Domain baru ini diperlukan mengingat pertumbuhan penggunaan internet di Indonesia telah meningkat dalam beberapa tahun terakhir. Oleh karena itu, pengguna internet di Indonesia membutuhkan domain yang pendek dan mudah diingat.

Ini juga merupakan kesempatan yang baik bagi perusahaan yang sudah mapan maupun baru untuk mendaftarkan dan mengamankan nama domain menarik yang mungkin saja bisa bermanfaat bagi perusahaan di masa depan.

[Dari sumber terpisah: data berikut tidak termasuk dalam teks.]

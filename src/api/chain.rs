use actix_web::{HttpResponse, Responder, get, post, web};
use log::info;

use super::errors::ApiError;
use super::models::{CancelMiningResponse, MineResponse};
use crate::ledger::Ledger;

/// Get the full blockchain. Peers read this during conflict resolution.
#[get("/chain")]
pub async fn get_chain(ledger: web::Data<Ledger>) -> impl Responder {
    HttpResponse::Ok().json(ledger.chain())
}

/// Mine a new block from the pending pool.
///
/// The proof search runs on the blocking thread pool so chain reads stay
/// responsive while it is in progress.
#[get("/mine")]
pub async fn mine_block(ledger: web::Data<Ledger>) -> Result<HttpResponse, ApiError> {
    let worker = ledger.into_inner();
    let block = web::block(move || worker.mine())
        .await
        .map_err(|e| ApiError::Worker(e.to_string()))??;

    info!(
        "GET /mine - block #{} with {} txs",
        block.index,
        block.transactions.len()
    );
    Ok(HttpResponse::Ok().json(MineResponse {
        message: "New block forged".to_string(),
        index: block.index,
        transactions: block.transactions,
        proof: block.proof,
        previous_hash: block.previous_hash,
    }))
}

/// Ask any running proof search to stop.
#[post("/mine/cancel")]
pub async fn cancel_mining(ledger: web::Data<Ledger>) -> impl Responder {
    HttpResponse::Ok().json(CancelMiningResponse {
        cancelled: ledger.cancel_mining(),
    })
}
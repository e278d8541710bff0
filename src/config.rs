//! Process configuration read from the environment (and an optional `.env`).

use std::env;
use std::str::FromStr;
use std::time::Duration;

use crate::blockchain::{DEFAULT_DIFFICULTY, ProofOfWork};
use crate::error::ConfigError;
use crate::ledger::{DEFAULT_PEER_CONCURRENCY, DEFAULT_PEER_TIMEOUT, LedgerConfig, new_node_id};

/// Highest meaningful difficulty: a SHA-256 digest has 64 hex characters.
const MAX_DIFFICULTY: u32 = 64;

#[derive(Debug, Clone)]
pub struct Config {
    pub host: String,
    pub port: u16,
    pub ledger: LedgerConfig,
}

impl Config {
    /// Read `HOST`, `PORT`, `NODE_ID`, `POW_DIFFICULTY`, `POW_MAX_ATTEMPTS`,
    /// `PEER_TIMEOUT_MS` and `PEER_CONCURRENCY`. Unset variables fall back to
    /// defaults; set but invalid ones are errors.
    pub fn from_env() -> Result<Self, ConfigError> {
        Self::from_lookup(|name| env::var(name).ok())
    }

    fn from_lookup<F>(lookup: F) -> Result<Self, ConfigError>
    where
        F: Fn(&str) -> Option<String>,
    {
        let host = lookup("HOST").unwrap_or_else(|| "127.0.0.1".to_string());
        let port = parse_var(&lookup, "PORT")?.unwrap_or(5000);
        let node_id = match lookup("NODE_ID") {
            Some(id) if !id.trim().is_empty() => id.trim().to_string(),
            _ => new_node_id(),
        };

        let difficulty = parse_var(&lookup, "POW_DIFFICULTY")?.unwrap_or(DEFAULT_DIFFICULTY);
        if difficulty > MAX_DIFFICULTY {
            return Err(invalid("POW_DIFFICULTY", difficulty, "must be at most 64"));
        }
        let max_attempts = parse_var(&lookup, "POW_MAX_ATTEMPTS")?;

        let peer_timeout = match parse_var::<u64, _>(&lookup, "PEER_TIMEOUT_MS")? {
            Some(0) => return Err(invalid("PEER_TIMEOUT_MS", 0, "must be positive")),
            Some(ms) => Duration::from_millis(ms),
            None => DEFAULT_PEER_TIMEOUT,
        };
        let peer_concurrency = match parse_var::<usize, _>(&lookup, "PEER_CONCURRENCY")? {
            Some(0) => return Err(invalid("PEER_CONCURRENCY", 0, "must be positive")),
            Some(n) => n,
            None => DEFAULT_PEER_CONCURRENCY,
        };

        Ok(Self {
            host,
            port,
            ledger: LedgerConfig {
                node_id,
                pow: ProofOfWork {
                    difficulty,
                    max_attempts,
                },
                peer_timeout,
                peer_concurrency,
            },
        })
    }
}

fn parse_var<T, F>(lookup: &F, name: &'static str) -> Result<Option<T>, ConfigError>
where
    T: FromStr,
    T::Err: std::fmt::Display,
    F: Fn(&str) -> Option<String>,
{
    match lookup(name) {
        None => Ok(None),
        Some(raw) => raw
            .trim()
            .parse()
            .map(Some)
            .map_err(|e: T::Err| ConfigError::Invalid {
                name,
                value: raw.clone(),
                reason: e.to_string(),
            }),
    }
}

fn invalid(name: &'static str, value: impl ToString, reason: &str) -> ConfigError {
    ConfigError::Invalid {
        name,
        value: value.to_string(),
        reason: reason.to_string(),
    }
}

#[cfg(test)]
mod tests {
    use super::Config;
    use crate::error::ConfigError;
    use std::collections::HashMap;
    use std::time::Duration;

    fn load(vars: &[(&str, &str)]) -> Result<Config, ConfigError> {
        let vars: HashMap<String, String> = vars
            .iter()
            .map(|(k, v)| (k.to_string(), v.to_string()))
            .collect();
        Config::from_lookup(|name| vars.get(name).cloned())
    }

    #[test]
    fn defaults_when_unset() {
        let cfg = load(&[]).unwrap();
        assert_eq!(cfg.host, "127.0.0.1");
        assert_eq!(cfg.port, 5000);
        assert_eq!(cfg.ledger.pow.difficulty, 4);
        assert_eq!(cfg.ledger.pow.max_attempts, None);
        assert_eq!(cfg.ledger.peer_timeout, Duration::from_secs(3));
        assert_eq!(cfg.ledger.peer_concurrency, 8);
        assert_eq!(cfg.ledger.node_id.len(), 32);
    }

    #[test]
    fn reads_overrides() {
        let cfg = load(&[
            ("HOST", "0.0.0.0"),
            ("PORT", "5001"),
            ("NODE_ID", "node-a"),
            ("POW_DIFFICULTY", "2"),
            ("POW_MAX_ATTEMPTS", "1000"),
            ("PEER_TIMEOUT_MS", "250"),
            ("PEER_CONCURRENCY", "2"),
        ])
        .unwrap();
        assert_eq!(cfg.host, "0.0.0.0");
        assert_eq!(cfg.port, 5001);
        assert_eq!(cfg.ledger.node_id, "node-a");
        assert_eq!(cfg.ledger.pow.difficulty, 2);
        assert_eq!(cfg.ledger.pow.max_attempts, Some(1000));
        assert_eq!(cfg.ledger.peer_timeout, Duration::from_millis(250));
        assert_eq!(cfg.ledger.peer_concurrency, 2);
    }

    #[test]
    fn rejects_bad_values() {
        assert!(load(&[("PORT", "http")]).is_err());
        assert!(load(&[("POW_DIFFICULTY", "65")]).is_err());
        assert!(load(&[("PEER_TIMEOUT_MS", "0")]).is_err());
        assert!(load(&[("PEER_CONCURRENCY", "0")]).is_err());
        assert!(load(&[("POW_MAX_ATTEMPTS", "-1")]).is_err());
    }
}
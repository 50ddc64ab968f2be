//! Common routes: health and version.

use axum::{routing::get, Json, Router};
use serde::Serialize;

#[derive(Serialize)]
struct HealthBody {
    status: &'static str,
}

#[derive(Serialize)]
struct VersionBody {
    name: &'static str,
    version: &'static str,
}

async fn health() -> Json<HealthBody> {
    Json(HealthBody { status: "ok" })
}

async fn version() -> Json<VersionBody> {
    Json(VersionBody {
        name: env!("CARGO_PKG_NAME"),
        version: env!("CARGO_PKG_VERSION"),
    })
}

/// Common routes (no state): GET /health, GET /version, GET /info.
pub fn common_routes() -> Router {
    Router::new()
        .route("/health", get(health))
        .route("/version", get(version))
        .route("/info", get(version))
}

#[cfg(test)]
mod tests {
    use super::*;
    use axum::{
        body::Body,
        http::{Request, StatusCode},
    };
    use serde_json::Value;
    use tower::ServiceExt;

    async fn get_json(uri: &str) -> (StatusCode, Value) {
        let request = Request::builder().uri(uri).body(Body::empty()).unwrap();
        let response = common_routes().oneshot(request).await.unwrap();
        let status = response.status();
        let bytes = axum::body::to_bytes(response.into_body(), usize::MAX).await.unwrap();
        (status, serde_json::from_slice(&bytes).unwrap())
    }

    #[tokio::test]
    async fn health_reports_ok() {
        let (status, body) = get_json("/health").await;
        assert_eq!(status, StatusCode::OK);
        assert_eq!(body["status"], "ok");
    }

    #[tokio::test]
    async fn version_and_info_report_the_package() {
        for uri in ["/version", "/info"] {
            let (status, body) = get_json(uri).await;
            assert_eq!(status, StatusCode::OK);
            assert_eq!(body["name"], env!("CARGO_PKG_NAME"));
            assert_eq!(body["version"], env!("CARGO_PKG_VERSION"));
        }
    }
}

Mulai kemarin, penjualan domain ini telah memasuki tahap prioritas terakhir yang disebut fase Landrush. Untuk berpartisipasi, pendaftar harus membayar biaya administrasi sebesar Rp 100 ribu dan biaya akuisisi minimal Rp 1 juta. Jika ada domain yang didaftarkan secara bersamaan oleh dua pihak atau lebih, maka akan dilelang kepada penawar tertinggi.

Pada tanggal 17 Agustus nanti, nama domain akan dijual kepada masyarakat umum. Dalam fase ini, biaya administrasi dan akuisisi akan digratiskan. Domain kemudian dapat diperoleh dengan sistem first-come, first-served dengan biaya tahunan maksimal Rp 500 ribu.

Akuisisi domain ini telah melewati dua tahap: Sunrise (bagi perusahaan global mapan yang memiliki merek dagang) dan Grandfather (untuk perusahaan-perusahaan besar Indonesia).

Apple sudah berpartisipasi, dengan memperoleh nama domain apple.id, applestore.id, dan appstore.id. Google Indonesia juga telah memperoleh nama domain google.id. Startup lokal seperti Traveloka, Disdus Groupon dan Zalora juga ikut meramaikan akuisisi domain ini dengan membeli beberapa domain untuk perusahaan mereka sendiri.